In the past, McDonald’s and other franchise-based food companies have maintained that they aren't responsible when franchisees bend or break labor laws because the corporation itself doesn’t actually own most restaurant locations and doesn’t play a part in day to day operations. Ninety percent of McDonald’s locations – and most other major fast food chains in the US, including Subway, Papa Johns, KFC – operate via franchise models.
However, labor advocates argue that the setup leaves McDonald’s with far more control than they claim while providing a convenient way to sidestep responsibility when rules are broken.
The NLRB’s decision “has the potential to upend the fast-food industry's decades-long strategy of out-sourcing legal responsibility to franchisees when it comes to securing workers' rights,” Mark Barenberg, a professor at Columbia Law School in New York, said in a statement. “Companies like McDonald’s insert an intermediary between themselves and workers, even though they're manifestly in control of the franchisees' employment decisions.”
The ruling outraged the restaurant industry and the business community at large, which argue that it poses a threat to job creation and small business owners.
McDonald’s says it will fight the ruling. The Oak-Brook, Ill.-based burger giant “believes that this decision changes the rules for thousands of small businesses, and goes against decades of established law regarding the franchise model in the United States," Heather Smedstad, a McDonald’s spokeswoman, said in a company statement. She added that along with other franchise-based businesses – including dry cleaners and auto dealerships – McDonald’s “relies on these existing rules to run successful businesses as part of a system that every day creates significant employment, entrepreneurial and economic opportunities across the country."
The National Retail Federation issued a statement saying the ruling “gives a whole new meaning to the word outrageous,” and that the NLRB’s "contempt for hard working business men and women is on full display when they completely disregard established laws that govern the franchise model – a practice that has literally created thousands of small businesses in communities across America and employ millions of citizens of all ages.”
So what does this mean for workers?
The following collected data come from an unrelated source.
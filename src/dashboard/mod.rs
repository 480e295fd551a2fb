//! Concurrent dashboard aggregation.
//!
//! One aggregation cycle fans out every domain fetch at once, waits for all
//! of them to settle, and assembles a single immutable snapshot. A failing
//! domain contributes an error entry instead of aborting the cycle.

pub mod retry;
pub mod snapshot;
pub mod stats;

use std::collections::{BTreeMap, HashSet};

use crate::dashboard::snapshot::DashboardSnapshot;
use crate::domain::errors::{DomainResult, ErrorKind};
use crate::domain::types::{DomainKey, Generation, Notification, TimestampUtc};
use crate::gateways::Gateways;

/// Runs aggregation cycles over a fixed set of gateways.
pub struct Aggregator {
    gateways: Gateways,
}

impl Aggregator {
    pub fn new(gateways: Gateways) -> Self {
        Self { gateways }
    }

    /// Runs one full fan-out and joins on every domain settling.
    ///
    /// Never fails as a whole: each outcome lands either in the snapshot
    /// data or in its error-map entry. The progress-log fetch is chained
    /// onto the identity future inside the fan-out, so the pair still runs
    /// concurrently with the other four domains.
    pub async fn aggregate(&self, generation: Generation) -> DashboardSnapshot {
        let identity_and_logs = async {
            let identity = self.gateways.identity.fetch_identity().await;
            let logs = match &identity {
                Ok(user) => self.gateways.progress_logs.fetch_progress_logs(&user.id).await,
                // Nothing to even request without an identity to key it by.
                Err(_) => Err(ErrorKind::MissingDependency),
            };
            (identity, logs)
        };

        let ((identity, progress_logs), current_stage, events, notifications, profile) = futures::join!(
            identity_and_logs,
            self.gateways.stage.fetch_current_stage(),
            self.gateways.events.fetch_events(),
            self.gateways.notifications.fetch_notifications(),
            self.gateways.profile.fetch_profile(),
        );

        let mut errors = BTreeMap::new();
        let identity = settle(DomainKey::Identity, identity, &mut errors);
        if let Some(kind) = errors.get(&DomainKey::Identity).copied() {
            // A dashboard without its user is meaningless; flag the cycle.
            if kind != ErrorKind::NotFound {
                errors.insert(DomainKey::General, kind);
            }
        }
        let current_stage = settle_optional(DomainKey::Stage, current_stage, &mut errors);
        let events = settle_list(DomainKey::Events, events, &mut errors);
        let notifications =
            dedup_notifications(settle_list(DomainKey::Notifications, notifications, &mut errors));
        let profile = settle_optional(DomainKey::Profile, profile, &mut errors);
        let progress_logs = settle_list(DomainKey::ProgressLogs, progress_logs, &mut errors);

        tracing::debug!(
            "Cycle {} settled with {} failed domain(s)",
            generation,
            errors.len()
        );

        DashboardSnapshot {
            generation,
            identity,
            current_stage,
            events,
            notifications,
            profile,
            progress_logs,
            errors,
            fetched_at: TimestampUtc::now(),
        }
    }
}

fn settle<T>(
    key: DomainKey,
    result: DomainResult<T>,
    errors: &mut BTreeMap<DomainKey, ErrorKind>,
) -> Option<T> {
    match result {
        Ok(value) => Some(value),
        Err(kind) => {
            tracing::warn!("Fetch failed for {}: {}", key, kind);
            errors.insert(key, kind);
            None
        }
    }
}

/// Optional domains read `NotFound` as "no data yet", not a failure.
fn settle_optional<T>(
    key: DomainKey,
    result: DomainResult<T>,
    errors: &mut BTreeMap<DomainKey, ErrorKind>,
) -> Option<T> {
    match result {
        Err(ErrorKind::NotFound) => None,
        other => settle(key, other, errors),
    }
}

fn settle_list<T>(
    key: DomainKey,
    result: DomainResult<Vec<T>>,
    errors: &mut BTreeMap<DomainKey, ErrorKind>,
) -> Vec<T> {
    settle(key, result, errors).unwrap_or_default()
}

/// Collapses duplicate deliveries and orders newest first.
fn dedup_notifications(mut notifications: Vec<Notification>) -> Vec<Notification> {
    let mut seen = HashSet::new();
    notifications.retain(|n| seen.insert(n.dedup_key()));
    notifications.sort_by(|a, b| b.created_at.cmp(&a.created_at));
    notifications
}

#[cfg(test)]
#[path = "tests/aggregator_tests.rs"]
mod aggregator_tests;
//! Cycle retry with stale-result suppression.
//!
//! Every refresh runs under a generation tag taken at entry. A refresh that
//! settles after a newer one has started is discarded instead of clobbering
//! the newer view — a slow response must never overwrite a faster, fresher
//! one. Subscribers receive each published view on a watch channel.

use std::sync::atomic::{AtomicU64, Ordering};
use std::sync::Arc;

use chrono::Utc;
use tokio::sync::watch;

use crate::dashboard::snapshot::{DashboardSnapshot, DashboardView};
use crate::dashboard::{stats, Aggregator};
use crate::domain::types::Generation;
use crate::structured_logger::StructuredLogger;

/// Re-triggers full aggregation cycles and publishes only current results.
pub struct RetryCoordinator {
    aggregator: Aggregator,
    generation: AtomicU64,
    view_tx: watch::Sender<DashboardView>,
    logger: Arc<StructuredLogger>,
}

impl RetryCoordinator {
    /// Returns the coordinator and a receiver for published views.
    pub fn new(
        aggregator: Aggregator,
        logger: Arc<StructuredLogger>,
    ) -> (Self, watch::Receiver<DashboardView>) {
        let (view_tx, view_rx) = watch::channel(DashboardView::empty());
        let coordinator = Self {
            aggregator,
            generation: AtomicU64::new(0),
            view_tx,
            logger,
        };
        (coordinator, view_rx)
    }

    /// Starts a new cycle, superseding any still in flight.
    ///
    /// Returns the published view, or `None` if this cycle was itself
    /// superseded while its fetches were running.
    pub async fn refresh(&self) -> Option<DashboardView> {
        let generation = Generation(self.generation.fetch_add(1, Ordering::SeqCst) + 1);
        self.logger.log_cycle_started(generation);
        let snapshot = self.aggregator.aggregate(generation).await;
        self.publish(snapshot)
    }

    /// Applies a settled snapshot unless a newer cycle has started since.
    fn publish(&self, snapshot: DashboardSnapshot) -> Option<DashboardView> {
        let current = Generation(self.generation.load(Ordering::SeqCst));
        if snapshot.generation != current {
            self.logger.log_cycle_discarded(snapshot.generation, current);
            tracing::debug!(
                "Discarding stale cycle {} (current is {})",
                snapshot.generation,
                current
            );
            return None;
        }

        let stats = stats::compute(&snapshot, Utc::now());
        self.logger
            .log_cycle_settled(snapshot.generation, snapshot.errors.len());
        let view = DashboardView {
            snapshot: Arc::new(snapshot),
            stats,
        };
        let _ = self.view_tx.send(view.clone());
        Some(view)
    }
}

#[cfg(test)]
#[path = "tests/retry_tests.rs"]
mod retry_tests;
For one, it could give them more bargaining power: McDonald’s workers have brought 181 complaints to the NLRB, alleging firing or other punishment for participating in worker strikes dating back to 2012. The NLRB’s legal counsel has found merit in 43 so far, and if the ruling is upheld, McDonald’s and the franchisees will be held accountable.
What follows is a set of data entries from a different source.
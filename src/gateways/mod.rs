//! Data-source seams for the dashboard domains.
//!
//! Each domain exposes exactly one fetch returning a `DomainResult`;
//! transport failures are classified at this boundary and never escape as
//! errors. The aggregator only ever sees settled values.

use std::sync::Arc;

use async_trait::async_trait;

use crate::domain::errors::{DomainResult, PromotionError};
use crate::domain::stage::ProgressionState;
use crate::domain::types::{
    CurrentStage, Event, Notification, Profile, ProgressLog, UserData, UserId, VentureId,
};

pub mod http;

#[cfg(test)]
pub mod testing;

#[async_trait]
pub trait IdentityGateway: Send + Sync {
    async fn fetch_identity(&self) -> DomainResult<UserData>;
}

#[async_trait]
pub trait StageGateway: Send + Sync {
    async fn fetch_current_stage(&self) -> DomainResult<CurrentStage>;
}

#[async_trait]
pub trait EventsGateway: Send + Sync {
    async fn fetch_events(&self) -> DomainResult<Vec<Event>>;
}

#[async_trait]
pub trait NotificationsGateway: Send + Sync {
    async fn fetch_notifications(&self) -> DomainResult<Vec<Notification>>;
}

#[async_trait]
pub trait ProfileGateway: Send + Sync {
    async fn fetch_profile(&self) -> DomainResult<Profile>;
}

/// Progress logs are keyed by the user; the fetch cannot run without one.
#[async_trait]
pub trait ProgressLogGateway: Send + Sync {
    async fn fetch_progress_logs(&self, user: &UserId) -> DomainResult<Vec<ProgressLog>>;
}

/// Server-side promotion endpoint. The server is authoritative: a local
/// optimistic promotion is only kept once this call confirms it.
#[async_trait]
pub trait StagePromotionGateway: Send + Sync {
    async fn advance_stage(&self, venture: &VentureId) -> Result<ProgressionState, PromotionError>;
}

/// The full set of per-domain gateways one aggregation cycle fans out over.
#[derive(Clone)]
pub struct Gateways {
    pub identity: Arc<dyn IdentityGateway>,
    pub stage: Arc<dyn StageGateway>,
    pub events: Arc<dyn EventsGateway>,
    pub notifications: Arc<dyn NotificationsGateway>,
    pub profile: Arc<dyn ProfileGateway>,
    pub progress_logs: Arc<dyn ProgressLogGateway>,
}

impl Gateways {
    /// Wires every domain to the same HTTP client.
    pub fn over_http(client: Arc<http::ApiClient>) -> Self {
        Self {
            identity: client.clone(),
            stage: client.clone(),
            events: client.clone(),
            notifications: client.clone(),
            profile: client.clone(),
            progress_logs: client,
        }
    }
}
This would give workers the ability to organize and potentially unionize without repercussions; it also refutes the idea that franchisees act alone in setting worker wages.
But it’s a long way between more organizing power and a $15-an-hour wage. What’s more, McDonald’s looks to have industry backing in its fight against the ruling, and the New York Times suggests the case could go all the way to the Supreme Court before it’s settled.